** Opening RECORDS SUPPLIED block **
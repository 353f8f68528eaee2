//! MSB-first bit packer with Exp-Golomb coding and start-code emulation
//! prevention, emitting into the command stream's dword buffer.
//!
//! All packer state lives in this struct and is only re-entered through
//! [`BitWriter::reset`]; every NAL region resets it before writing.

use crate::cmdstream::CmdStream;

#[derive(Debug, Default)]
pub struct BitWriter {
    shifter: u32,
    bits_in_shifter: u32,
    bits_output: u32,
    num_zeros: u32,
    byte_index: usize,
    emulation_prevention: bool,
}

impl BitWriter {
    pub fn new() -> Self {
        Self::default()
    }

    /// Returns to a clean state with emulation prevention disabled. Must be
    /// called before starting any independent byte-stream region.
    pub fn reset(&mut self) {
        *self = Self::default();
    }

    /// Switching modes also clears the zero-run counter so a run never
    /// carries across the toggle.
    pub fn set_emulation_prevention(&mut self, enabled: bool) {
        if enabled != self.emulation_prevention {
            self.emulation_prevention = enabled;
            self.num_zeros = 0;
        }
    }

    /// Exact number of bits encoded since the last reset, including any
    /// inserted emulation-prevention bytes.
    pub fn bits_output(&self) -> u32 {
        self.bits_output
    }

    /// Byte size of the emitted stream, `ceil(bits_output / 8)`.
    pub fn byte_size(&self) -> u32 {
        self.bits_output.div_ceil(8)
    }

    /// Bits written since reset including those still in the shifter.
    /// Used for segment accounting before the region is flushed.
    pub fn total_bits(&self) -> u32 {
        self.bits_output + self.bits_in_shifter
    }

    /// Packs the low `width` bits of `value`, most significant bit first.
    /// `width` must be in `[0, 32]`; wider requests are a caller bug.
    pub fn write_bits(&mut self, cs: &mut CmdStream, value: u32, width: u32) {
        debug_assert!(width <= 32, "bit width out of range: {width}");
        let mut num_bits = width;
        while num_bits > 0 {
            let mask = if num_bits == 32 {
                u32::MAX
            } else {
                (1u32 << num_bits) - 1
            };
            let bits_to_pack = num_bits.min(32 - self.bits_in_shifter);
            let mut chunk = value & mask;
            if bits_to_pack < num_bits {
                chunk >>= num_bits - bits_to_pack;
            }
            self.shifter |= chunk << (32 - self.bits_in_shifter - bits_to_pack);
            num_bits -= bits_to_pack;
            self.bits_in_shifter += bits_to_pack;

            while self.bits_in_shifter >= 8 {
                let byte = (self.shifter >> 24) as u8;
                self.shifter <<= 8;
                self.emit_byte(cs, byte);
                self.bits_in_shifter -= 8;
                self.bits_output += 8;
            }
        }
    }

    /// Order-0 unsigned Exp-Golomb: one combined code word of width
    /// `2 * floor(log2(value + 1)) + 1` holding `value + 1`. Codes wider
    /// than 32 bits split at the implicit-zero prefix, which leaves the
    /// emitted bit pattern identical.
    pub fn write_ue(&mut self, cs: &mut CmdStream, value: u32) {
        debug_assert!(value != u32::MAX, "ue(v) operand overflow");
        let code = value + 1;
        let x = 31 - code.leading_zeros();
        let width = 2 * x + 1;
        if width <= 32 {
            self.write_bits(cs, code, width);
        } else {
            self.write_bits(cs, 0, width - 32);
            self.write_bits(cs, code, 32);
        }
    }

    /// Signed Exp-Golomb mapped onto `write_ue`.
    pub fn write_se(&mut self, cs: &mut CmdStream, value: i32) {
        let v = match value {
            0 => 0,
            v if v < 0 => 2 * v.unsigned_abs(),
            v => 2 * v as u32 - 1,
        };
        self.write_ue(cs, v);
    }

    /// Zero-pads up to the next byte boundary.
    pub fn byte_align(&mut self, cs: &mut CmdStream) {
        let padding = (32 - self.bits_in_shifter) % 8;
        if padding > 0 {
            self.write_bits(cs, 0, padding);
        }
    }

    /// Forces out any partial byte left in the shifter and re-arms the
    /// byte cursor on a fresh dword. After this call `bits_output` is
    /// final for the region.
    pub fn flush(&mut self, cs: &mut CmdStream) {
        if self.bits_in_shifter != 0 {
            let byte = (self.shifter >> 24) as u8;
            self.emit_byte(cs, byte);
            self.bits_output += self.bits_in_shifter;
            self.shifter = 0;
            self.bits_in_shifter = 0;
            self.num_zeros = 0;
        }
        self.byte_index = 0;
    }

    fn emit_byte(&mut self, cs: &mut CmdStream, byte: u8) {
        if self.emulation_prevention {
            if self.num_zeros >= 2 && byte <= 0x03 {
                self.output_byte(cs, 0x03);
                self.bits_output += 8;
                self.num_zeros = 0;
            }
            self.num_zeros = if byte == 0 { self.num_zeros + 1 } else { 0 };
        }
        self.output_byte(cs, byte);
    }

    fn output_byte(&mut self, cs: &mut CmdStream, byte: u8) {
        cs.push_packed_byte(self.byte_index, byte);
        self.byte_index += 1;
    }
}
** Closing RECORDS SUPPLIED block **
EXERCISE DETAILS:
The response should consist of all the entries, set down exactly.

SOLVED EXERCISE:
repository 353f8f68528eaee2
//! MSB-first bit packer with Exp-Golomb coding and start-code emulation
//! prevention, emitting into the command stream's dword buffer.
//!
//! All packer state lives in this struct and is only re-entered through
//! [`BitWriter::reset`]; every NAL region resets it before writing.

use crate::cmdstream::CmdStream;

#[derive(Debug, Default)]
pub struct BitWriter {
    shifter: u32,
    bits_in_shifter: u32,
    bits_output: u32,
    num_zeros: u32,
    byte_index: usize,
    emulation_prevention: bool,
}

impl BitWriter {
    pub fn new() -> Self {
        Self::default()
    }

    /// Returns to a clean state with emulation prevention disabled. Must be
    /// called before starting any independent byte-stream region.
    pub fn reset(&mut self) {
        *self = Self::default();
    }

    /// Switching modes also clears the zero-run counter so a run never
    /// carries across the toggle.
    pub fn set_emulation_prevention(&mut self, enabled: bool) {
        if enabled != self.emulation_prevention {
            self.emulation_prevention = enabled;
            self.num_zeros = 0;
        }
    }

    /// Exact number of bits encoded since the last reset, including any
    /// inserted emulation-prevention bytes.
    pub fn bits_output(&self) -> u32 {
        self.bits_output
    }

    /// Byte size of the emitted stream, `ceil(bits_output / 8)`.
    pub fn byte_size(&self) -> u32 {
        self.bits_output.div_ceil(8)
    }

    /// Bits written since reset including those still in the shifter.
    /// Used for segment accounting before the region is flushed.
    pub fn total_bits(&self) -> u32 {
        self.bits_output + self.bits_in_shifter
    }

    /// Packs the low `width` bits of `value`, most significant bit first.
    /// `width` must be in `[0, 32]`; wider requests are a caller bug.
    pub fn write_bits(&mut self, cs: &mut CmdStream, value: u32, width: u32) {
        debug_assert!(width <= 32, "bit width out of range: {width}");
        let mut num_bits = width;
        while num_bits > 0 {
            let mask = if num_bits == 32 {
                u32::MAX
            } else {
                (1u32 << num_bits) - 1
            };
            let bits_to_pack = num_bits.min(32 - self.bits_in_shifter);
            let mut chunk = value & mask;
            if bits_to_pack < num_bits {
                chunk >>= num_bits - bits_to_pack;
            }
            self.shifter |= chunk << (32 - self.bits_in_shifter - bits_to_pack);
            num_bits -= bits_to_pack;
            self.bits_in_shifter += bits_to_pack;

            while self.bits_in_shifter >= 8 {
                let byte = (self.shifter >> 24) as u8;
                self.shifter <<= 8;
                self.emit_byte(cs, byte);
                self.bits_in_shifter -= 8;
                self.bits_output += 8;
            }
        }
    }

    /// Order-0 unsigned Exp-Golomb: one combined code word of width
    /// `2 * floor(log2(value + 1)) + 1` holding `value + 1`. Codes wider
    /// than 32 bits split at the implicit-zero prefix, which leaves the
    /// emitted bit pattern identical.
    pub fn write_ue(&mut self, cs: &mut CmdStream, value: u32) {
        debug_assert!(value != u32::MAX, "ue(v) operand overflow");
        let code = value + 1;
        let x = 31 - code.leading_zeros();
        let width = 2 * x + 1;
        if width <= 32 {
            self.write_bits(cs, code, width);
        } else {
            self.write_bits(cs, 0, width - 32);
            self.write_bits(cs, code, 32);
        }
    }

    /// Signed Exp-Golomb mapped onto `write_ue`.
    pub fn write_se(&mut self, cs: &mut CmdStream, value: i32) {
        let v = match value {
            0 => 0,
            v if v < 0 => 2 * v.unsigned_abs(),
            v => 2 * v as u32 - 1,
        };
        self.write_ue(cs, v);
    }

    /// Zero-pads up to the next byte boundary.
    pub fn byte_align(&mut self, cs: &mut CmdStream) {
        let padding = (32 - self.bits_in_shifter) % 8;
        if padding > 0 {
            self.write_bits(cs, 0, padding);
        }
    }

    /// Forces out any partial byte left in the shifter and re-arms the
    /// byte cursor on a fresh dword. After this call `bits_output` is
    /// final for the region.
    pub fn flush(&mut self, cs: &mut CmdStream) {
        if self.bits_in_shifter != 0 {
            let byte = (self.shifter >> 24) as u8;
            self.emit_byte(cs, byte);
            self.bits_output += self.bits_in_shifter;
            self.shifter = 0;
            self.bits_in_shifter = 0;
            self.num_zeros = 0;
        }
        self.byte_index = 0;
    }

    fn emit_byte(&mut self, cs: &mut CmdStream, byte: u8) {
        if self.emulation_prevention {
            if self.num_zeros >= 2 && byte <= 0x03 {
                self.output_byte(cs, 0x03);
                self.bits_output += 8;
                self.num_zeros = 0;
            }
            self.num_zeros = if byte == 0 { self.num_zeros + 1 } else { 0 };
        }
        self.output_byte(cs, byte);
    }

    fn output_byte(&mut self, cs: &mut CmdStream, byte: u8) {
        cs.push_packed_byte(self.byte_index, byte);
        self.byte_index += 1;
    }
}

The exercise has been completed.